Now there’s a good summer movie! They’ve really updated and improved Rod Serling’s (cool, flawed) original concept. You can’t evolve like that, in the Darwinian sense, in a mere seven thousand years. You can mutate though, or go viral. Good solution. This high concept is very nicely developed, meaning that in addition to the gimmick you actually get a reasonable plot, neither too smart nor too dumb, too fast nor too slow. Characters are a bit type-y, but they tend to be enacted with skillful individuality, so that familiar and particular are properly balanced. We’ve got some melodrama with the jerky neighbor, the cruel animal guys—Mr. Felton may have made a real strategical error in bringing his Malfoy character one step closer to reality, but no steps closer to nuance or complexity or interest; good luck with that career—the corporate baddy, etc. But we’ve got genre too, meaning that it’s all done with skill, craft and affection, and that the various shorthands are being put in the service of an idea or two.

Speaking of which, this is quite good on medical and biological ethics, on nature and nurture, on the possibility and not of intra-ideological (national, species) rapprochement. As far as that goes there’s a pretty amazing twist here, with Caucasian Chalk Circle giving way to Childhood’s End; the film has plenty of sentiment, but it’s clear and cold in the ways that it says that all things must pass. “Caesar is home.” (That first “no” is pretty cool, too.) Not only is the moment dramatically impressive, not only does it generate real poignancy, it also ends up being the writing on the wall. Bring on that sequel!

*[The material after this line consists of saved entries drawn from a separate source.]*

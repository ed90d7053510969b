//! Configuration options for the autocomplete field.
//!
//! This module provides the `AutoCompleteOptions` struct and builder for configuring the field,
//! its suggestion list and the terminal host running it.

use std::rc::Rc;

use derive_builder::Builder;
use derive_more::Debug;
use ratatui::style::Color;

use crate::binds::KeyMap;
use crate::tui::{Font, Insets, Size, TextAlignment};

/// Called with the new text after every edit
pub type TextChangeCallback = Rc<dyn Fn(&str)>;
/// Called with the text and visible row index of a selected suggestion
pub type SelectCallback = Rc<dyn Fn(&str, usize)>;

/// ac - terminal text field with inline autocompletion
///
/// Reads candidates from stdin or --source and shows the ones containing the typed text below
/// the field.
#[derive(Builder, Debug)]
#[builder(build_fn(name = "final_build"))]
#[builder(default)]
#[cfg_attr(feature = "cli", derive(clap::Parser))]
#[cfg_attr(
    feature = "cli",
    command(name = "ac", args_override_self = true, verbatim_doc_comment, version, about)
)]
pub struct AutoCompleteOptions {
    //  --- Suggestions ---
    /// Maximum number of suggestions shown at once
    #[cfg_attr(feature = "cli", arg(long, short = 'n', default_value = "3", help_heading = "Suggestions"))]
    pub max_count: usize,

    /// Height of each suggestion row, in lines
    ///
    /// Rows taller than one line get a separator on their last line.
    #[cfg_attr(feature = "cli", arg(long, default_value = "1", help_heading = "Suggestions"))]
    pub row_height: u16,

    /// Upper bound on the suggestion list height, in lines
    #[cfg_attr(feature = "cli", arg(long, default_value = "10", help_heading = "Suggestions"))]
    pub table_height: u16,

    /// Keep the suggestions open after one is selected
    #[cfg_attr(
        feature = "cli",
        arg(long = "keep-on-select", action = clap::ArgAction::SetFalse, help_heading = "Suggestions")
    )]
    pub hides_when_selected: bool,

    /// Keep the (empty) suggestion list open when nothing matches
    #[cfg_attr(
        feature = "cli",
        arg(long = "show-when-empty", action = clap::ArgAction::SetFalse, help_heading = "Suggestions")
    )]
    pub hides_when_empty: bool,

    /// Candidates to complete from, one per line
    ///
    /// Defaults to reading stdin when it is not a terminal
    #[cfg_attr(feature = "cli", arg(long, short, help_heading = "Suggestions"))]
    pub source: Option<String>,

    //  --- Display ---
    /// Alignment of the suggestion text
    #[cfg_attr(
        feature = "cli",
        arg(long, value_enum, default_value = "left", help_heading = "Display")
    )]
    pub alignment: TextAlignment,

    /// Insets of the suggestion text inside its row
    ///
    /// Format: ALL, VERTICAL,HORIZONTAL or TOP,RIGHT,BOTTOM,LEFT
    #[cfg_attr(
        feature = "cli",
        arg(long, default_value = "0,1", help_heading = "Display", verbatim_doc_comment)
    )]
    pub label_insets: Insets,

    /// Horizontal insets of the separator line between rows
    ///
    /// Same format as --label-insets, only left and right are used
    #[cfg_attr(
        feature = "cli",
        arg(long, default_value = "0", help_heading = "Display", verbatim_doc_comment)
    )]
    pub separator_insets: Insets,

    /// Text modifiers of the suggestions, e.g. `bold,italic`
    #[cfg_attr(feature = "cli", arg(long, default_value = "", help_heading = "Display"))]
    pub font: Font,

    /// Foreground color of the suggestions: a name, an index or #rrggbb
    #[cfg_attr(feature = "cli", arg(long, help_heading = "Display"))]
    pub text_color: Option<Color>,

    /// Change the color theme
    ///
    /// Format: [BASE][,COLOR:ANSI]
    ///
    /// BASE is one of dark, light, 16, bw, none. COLOR is one of normal, suggestion, matched,
    /// current, current_match, separator, query, prompt, border, with an optional _fg or _bg
    /// suffix.
    ///
    /// Example: --color light,matched:#ff0000,current_bg:236
    #[cfg_attr(feature = "cli", arg(long, help_heading = "Display", verbatim_doc_comment))]
    pub color: Option<String>,

    /// Input prompt
    #[cfg_attr(feature = "cli", arg(long, short, default_value = "> ", help_heading = "Display"))]
    pub prompt: String,

    /// Draw a border around the text field
    #[cfg_attr(feature = "cli", arg(long, help_heading = "Display"))]
    pub border: bool,

    /// Height of the inline viewport, fixed lines or a percentage of the terminal
    ///
    /// Defaults to the field plus the suggestion list cap
    #[cfg_attr(feature = "cli", arg(long, help_heading = "Display"))]
    pub height: Option<Size>,

    //  --- Interface ---
    /// Initial text
    #[cfg_attr(feature = "cli", arg(long, short, help_heading = "Interface"))]
    pub query: Option<String>,

    /// Comma separated list of bindings
    ///
    /// Format: KEY:ACTION[+ACTION]
    ///
    /// Example: --bind 'ctrl-y:select-current,enter:select-current+end-editing'
    ///
    /// Actions: abort, accept, select-current, select-row(N), end-editing, up, down, first,
    /// last, set-query(TEXT), and the usual line editing actions.
    #[cfg_attr(
        feature = "cli",
        arg(long, short, help_heading = "Interface", verbatim_doc_comment)
    )]
    pub bind: Vec<String>,

    /// Disable mouse selection of the suggestions
    #[cfg_attr(feature = "cli", arg(long, help_heading = "Interface"))]
    pub no_mouse: bool,

    //  --- Scripting ---
    /// Print the suggestions for a query and exit
    #[cfg_attr(feature = "cli", arg(long, short, help_heading = "Scripting"))]
    pub filter: Option<String>,

    /// Also print the index of the selected suggestion
    #[cfg_attr(feature = "cli", arg(long, help_heading = "Scripting"))]
    pub print_index: bool,

    /// Pipe log output to a file
    #[cfg_attr(feature = "cli", arg(long, help_heading = "Scripting"))]
    pub log_file: Option<String>,

    /// Called after every edit of the text
    #[cfg_attr(feature = "cli", clap(skip))]
    #[debug(skip)]
    pub on_text_change: Option<TextChangeCallback>,

    /// Called when a suggestion is selected
    #[cfg_attr(feature = "cli", clap(skip))]
    #[debug(skip)]
    pub on_select: Option<SelectCallback>,

    /// The internal (parsed) keymap
    #[cfg_attr(feature = "cli", clap(skip))]
    pub keymap: KeyMap,
}

impl Default for AutoCompleteOptions {
    fn default() -> Self {
        Self {
            max_count: 3,
            row_height: 1,
            table_height: 10,
            hides_when_selected: true,
            hides_when_empty: true,
            source: Default::default(),
            alignment: Default::default(),
            label_insets: Insets::horizontal(1, 1),
            separator_insets: Default::default(),
            font: Default::default(),
            text_color: Default::default(),
            color: Default::default(),
            prompt: String::from("> "),
            border: Default::default(),
            height: Default::default(),
            query: Default::default(),
            bind: Default::default(),
            no_mouse: Default::default(),
            filter: Default::default(),
            print_index: Default::default(),
            log_file: Default::default(),
            on_text_change: Default::default(),
            on_select: Default::default(),
            keymap: Default::default(),
        }
    }
}

impl AutoCompleteOptionsBuilder {
    /// Builds the AutoCompleteOptions from the builder
    pub fn build(&mut self) -> Result<AutoCompleteOptions, AutoCompleteOptionsBuilderError> {
        self.final_build().map(|opts| opts.build())
    }
}

impl AutoCompleteOptions {
    /// Finalizes the options: folds `bind` into the keymap and clamps the row settings
    pub fn build(mut self) -> Self {
        self.keymap = self.bind.iter().fold(KeyMap::default(), |mut res, part| {
            res.add_keymaps(part.split(','));
            res
        });
        if self.row_height == 0 {
            debug!("row height of 0 requested, using 1");
            self.row_height = 1;
        }
        self
    }
}

#[cfg(test)]
mod tests {
    use super::*;
    use crate::tui::event::Action;
    use crossterm::event::{KeyCode, KeyEvent, KeyModifiers};

    #[test]
    fn defaults() {
        let opts = AutoCompleteOptions::default();
        assert_eq!(opts.max_count, 3);
        assert!(opts.hides_when_selected);
        assert!(opts.hides_when_empty);
        assert_eq!(opts.label_insets, Insets::new(0, 1, 0, 1));
    }

    #[test]
    fn builder_folds_bindings() {
        let opts = AutoCompleteOptionsBuilder::default()
            .max_count(5)
            .bind(vec![String::from("ctrl-y:select-current")])
            .row_height(0)
            .build()
            .unwrap();
        assert_eq!(opts.max_count, 5);
        assert_eq!(opts.row_height, 1);
        assert_eq!(
            opts.keymap.get(&KeyEvent::new(KeyCode::Char('y'), KeyModifiers::CONTROL)),
            Some(&vec![Action::SelectCurrent])
        );
        // Defaults are kept
        assert_eq!(
            opts.keymap.get(&KeyEvent::new(KeyCode::Enter, KeyModifiers::NONE)),
            Some(&vec![Action::Accept])
        );
    }

    #[cfg(feature = "cli")]
    #[test]
    fn cli_flags() {
        use clap::Parser;
        let opts = AutoCompleteOptions::try_parse_from([
            "ac",
            "--keep-on-select",
            "--label-insets",
            "1,2",
            "--font",
            "bold",
            "--text-color",
            "red",
            "-n",
            "1",
        ])
        .unwrap()
        .build();
        assert!(!opts.hides_when_selected);
        assert!(opts.hides_when_empty);
        assert_eq!(opts.label_insets, Insets::new(1, 2, 1, 2));
        assert_eq!(opts.font, Font(ratatui::style::Modifier::BOLD));
        assert_eq!(opts.text_color, Some(Color::Red));
        assert_eq!(opts.max_count, 1);
        assert_eq!(opts.prompt, "> ");
    }
}
//! Key binding configuration and parsing.
//!
//! Keys map to chains of actions. Bindings are written `key:action+action`, e.g.
//! `ctrl-y:select-current` or `enter:select-current+end-editing`.

use std::{
    collections::HashMap,
    ops::{Deref, DerefMut},
};

use color_eyre::Result;
use color_eyre::eyre::eyre;
use crossterm::event::{KeyCode, KeyEvent, KeyModifiers};

use crate::tui::event::{self, Action};

/// A map of key events to their associated actions
#[derive(Clone, Debug)]
pub struct KeyMap(pub HashMap<KeyEvent, Vec<Action>>);

impl Deref for KeyMap {
    type Target = HashMap<KeyEvent, Vec<Action>>;

    fn deref(&self) -> &Self::Target {
        &self.0
    }
}
impl DerefMut for KeyMap {
    fn deref_mut(&mut self) -> &mut Self::Target {
        &mut self.0
    }
}

impl From<&str> for KeyMap {
    fn from(value: &str) -> Self {
        parse_keymaps(value.split(','))
    }
}

impl Default for KeyMap {
    fn default() -> Self {
        get_default_key_map()
    }
}

impl KeyMap {
    /// Adds keymaps from the source, overriding existing bindings for the same key
    ///
    /// Entries that fail to parse are logged and skipped.
    pub fn add_keymaps<'a, T>(&mut self, source: T)
    where
        T: Iterator<Item = &'a str>,
    {
        for map in source {
            match parse_keymap(map) {
                Ok((key, action_chain)) => self
                    .bind(key, action_chain)
                    .unwrap_or_else(|err| warn!("Failed to bind key {map}: {err}")),
                Err(err) => warn!("Failed to parse keybind {map}: {err}"),
            }
        }
    }

    fn bind(&mut self, key: &str, action_chain: Vec<Action>) -> Result<()> {
        let key = parse_key(key)?;
        self.insert(key, action_chain);
        Ok(())
    }
}

/// Returns the default key bindings
#[rustfmt::skip]
pub fn get_default_key_map() -> KeyMap {
    let mut ret = HashMap::new();

    ret.insert(KeyEvent::new(KeyCode::Enter, KeyModifiers::NONE), vec![Action::Accept]);
    ret.insert(KeyEvent::new(KeyCode::Tab, KeyModifiers::NONE), vec![Action::SelectCurrent]);
    ret.insert(KeyEvent::new(KeyCode::Esc, KeyModifiers::NONE), vec![Action::Abort]);
    ret.insert(KeyEvent::new(KeyCode::Down, KeyModifiers::NONE), vec![Action::Down(1)]);
    ret.insert(KeyEvent::new(KeyCode::Up, KeyModifiers::NONE), vec![Action::Up(1)]);
    ret.insert(KeyEvent::new(KeyCode::Left, KeyModifiers::NONE), vec![Action::BackwardChar]);
    ret.insert(KeyEvent::new(KeyCode::Right, KeyModifiers::NONE), vec![Action::ForwardChar]);
    ret.insert(KeyEvent::new(KeyCode::Home, KeyModifiers::NONE), vec![Action::BeginningOfLine]);
    ret.insert(KeyEvent::new(KeyCode::End, KeyModifiers::NONE), vec![Action::EndOfLine]);
    ret.insert(KeyEvent::new(KeyCode::Delete, KeyModifiers::NONE), vec![Action::DeleteChar]);
    ret.insert(KeyEvent::new(KeyCode::Backspace, KeyModifiers::NONE), vec![Action::BackwardDeleteChar]);

    ret.insert(KeyEvent::new(KeyCode::Left, KeyModifiers::CONTROL), vec![Action::BackwardWord]);
    ret.insert(KeyEvent::new(KeyCode::Right, KeyModifiers::CONTROL), vec![Action::ForwardWord]);

    ret.insert(KeyEvent::new(KeyCode::Char('a'), KeyModifiers::CONTROL), vec![Action::BeginningOfLine]);
    ret.insert(KeyEvent::new(KeyCode::Char('b'), KeyModifiers::CONTROL), vec![Action::BackwardChar]);
    ret.insert(KeyEvent::new(KeyCode::Char('c'), KeyModifiers::CONTROL), vec![Action::Abort]);
    ret.insert(KeyEvent::new(KeyCode::Char('e'), KeyModifiers::CONTROL), vec![Action::EndOfLine]);
    ret.insert(KeyEvent::new(KeyCode::Char('f'), KeyModifiers::CONTROL), vec![Action::ForwardChar]);
    ret.insert(KeyEvent::new(KeyCode::Char('g'), KeyModifiers::CONTROL), vec![Action::Abort]);
    ret.insert(KeyEvent::new(KeyCode::Char('h'), KeyModifiers::CONTROL), vec![Action::BackwardDeleteChar]);
    ret.insert(KeyEvent::new(KeyCode::Char('j'), KeyModifiers::CONTROL), vec![Action::Down(1)]);
    ret.insert(KeyEvent::new(KeyCode::Char('k'), KeyModifiers::CONTROL), vec![Action::Up(1)]);
    ret.insert(KeyEvent::new(KeyCode::Char('l'), KeyModifiers::CONTROL), vec![Action::ClearScreen]);
    ret.insert(KeyEvent::new(KeyCode::Char('n'), KeyModifiers::CONTROL), vec![Action::Down(1)]);
    ret.insert(KeyEvent::new(KeyCode::Char('p'), KeyModifiers::CONTROL), vec![Action::Up(1)]);
    ret.insert(KeyEvent::new(KeyCode::Char('u'), KeyModifiers::CONTROL), vec![Action::UnixLineDiscard]);
    ret.insert(KeyEvent::new(KeyCode::Char('w'), KeyModifiers::CONTROL), vec![Action::UnixWordRubout]);

    ret.insert(KeyEvent::new(KeyCode::Backspace, KeyModifiers::ALT), vec![Action::BackwardKillWord]);
    ret.insert(KeyEvent::new(KeyCode::Char('b'), KeyModifiers::ALT), vec![Action::BackwardWord]);
    ret.insert(KeyEvent::new(KeyCode::Char('f'), KeyModifiers::ALT), vec![Action::ForwardWord]);

    KeyMap(ret)
}

/// Parses a key str into a crossterm KeyEvent
///
/// Modifiers come first, separated by `-`: `ctrl-x`, `alt-bspace`, `ctrl-alt-k`. An uppercase
/// single char implies shift.
pub fn parse_key(key: &str) -> Result<KeyEvent> {
    if key.is_empty() {
        return Err(eyre!("Cannot parse empty key"));
    }
    let (mod_strs, key) = match key.rsplit_once('-') {
        // `-` alone or as the final key, e.g. `ctrl--`
        Some((mods, "")) => (mods.strip_suffix('-').unwrap_or(mods), "-"),
        Some((mods, key)) => (mods, key),
        None => ("", key),
    };
    let mut mods = KeyModifiers::NONE;
    for mod_str in mod_strs.split('-').filter(|m| !m.is_empty()) {
        mods |= match mod_str {
            "ctrl" => KeyModifiers::CONTROL,
            "alt" => KeyModifiers::ALT,
            "shift" => KeyModifiers::SHIFT,
            s => return Err(eyre!("Failed to parse {} as key modifier", s)),
        }
    }

    let mut chars = key.chars();
    let keycode = match (chars.next(), chars.next()) {
        (Some(c), None) if c.is_uppercase() => {
            mods |= KeyModifiers::SHIFT;
            KeyCode::Char(c.to_lowercase().next().unwrap_or(c))
        }
        (Some(c), None) => KeyCode::Char(c),
        _ => {
            let key = key.to_lowercase();
            if let Some(Ok(f_index)) = key.strip_prefix('f').map(str::parse::<u8>) {
                KeyCode::F(f_index)
            } else {
                match key.as_str() {
                    "space" => KeyCode::Char(' '),
                    "enter" => KeyCode::Enter,
                    "bspace" | "bs" => KeyCode::Backspace,
                    "del" | "delete" => KeyCode::Delete,
                    "up" => KeyCode::Up,
                    "down" => KeyCode::Down,
                    "left" => KeyCode::Left,
                    "right" => KeyCode::Right,
                    "tab" => KeyCode::Tab,
                    "btab" => KeyCode::BackTab,
                    "esc" => KeyCode::Esc,
                    "home" => KeyCode::Home,
                    "end" => KeyCode::End,
                    "pgup" => KeyCode::PageUp,
                    "pgdn" | "pgdown" => KeyCode::PageDown,
                    s => return Err(eyre!("Unknown key {}", s)),
                }
            }
        }
    };

    Ok(KeyEvent::new(keycode, mods))
}

/// Parse an iterator of keymaps into a KeyMap, on top of the defaults
pub fn parse_keymaps<'a, T>(maps: T) -> KeyMap
where
    T: Iterator<Item = &'a str>,
{
    let mut res = KeyMap::default();
    res.add_keymaps(maps);
    res
}

/// Parses an action chain, separated by '+'s into the corresponding actions
///
/// Unknown actions are dropped; a chain with no known action is an error.
pub fn parse_action_chain(action_chain: &str) -> Result<Vec<Action>> {
    let actions: Vec<Action> = action_chain
        .split('+')
        .filter_map(|s| {
            let act = event::parse_action(s);
            if act.is_none() {
                debug!("Unknown action `{s}`");
            }
            act
        })
        .collect();
    if actions.is_empty() {
        Err(eyre!("Empty action chain or unknown action `{}`", action_chain))
    } else {
        Ok(actions)
    }
}

/// Parse a single keymap and return the key and action(s)
pub fn parse_keymap(key_action: &str) -> Result<(&str, Vec<Action>)> {
    if key_action.is_empty() {
        return Err(eyre!("Got an empty keybind, skipping"));
    }
    debug!("got key_action: {:?}", key_action);
    let (key, action_chain) = key_action
        .split_once(':')
        .ok_or(eyre!("Failed to parse {} as key and action", key_action))?;
    debug!("parsed key_action: {:?}: {:?}", key, action_chain);
    Ok((key, parse_action_chain(action_chain)?))
}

On the somewhat or sort of downside, I find some of these monkey-cam shots to be unnecessarily elaborate and show-off-y. We don’t go to movies to get carsick, guys! Also, as impressive as all the digital and animated and technological stuff is, it’s does start to add up to a lot of non-analogue.

This movie is a bit of a muddle, in other words. A pretty productive, pretty resonant one though! There’s some 2001, some Lord of the Rings, some Robert Zemeckis, and a thing or two that isn’t derivative at all. Interesting times.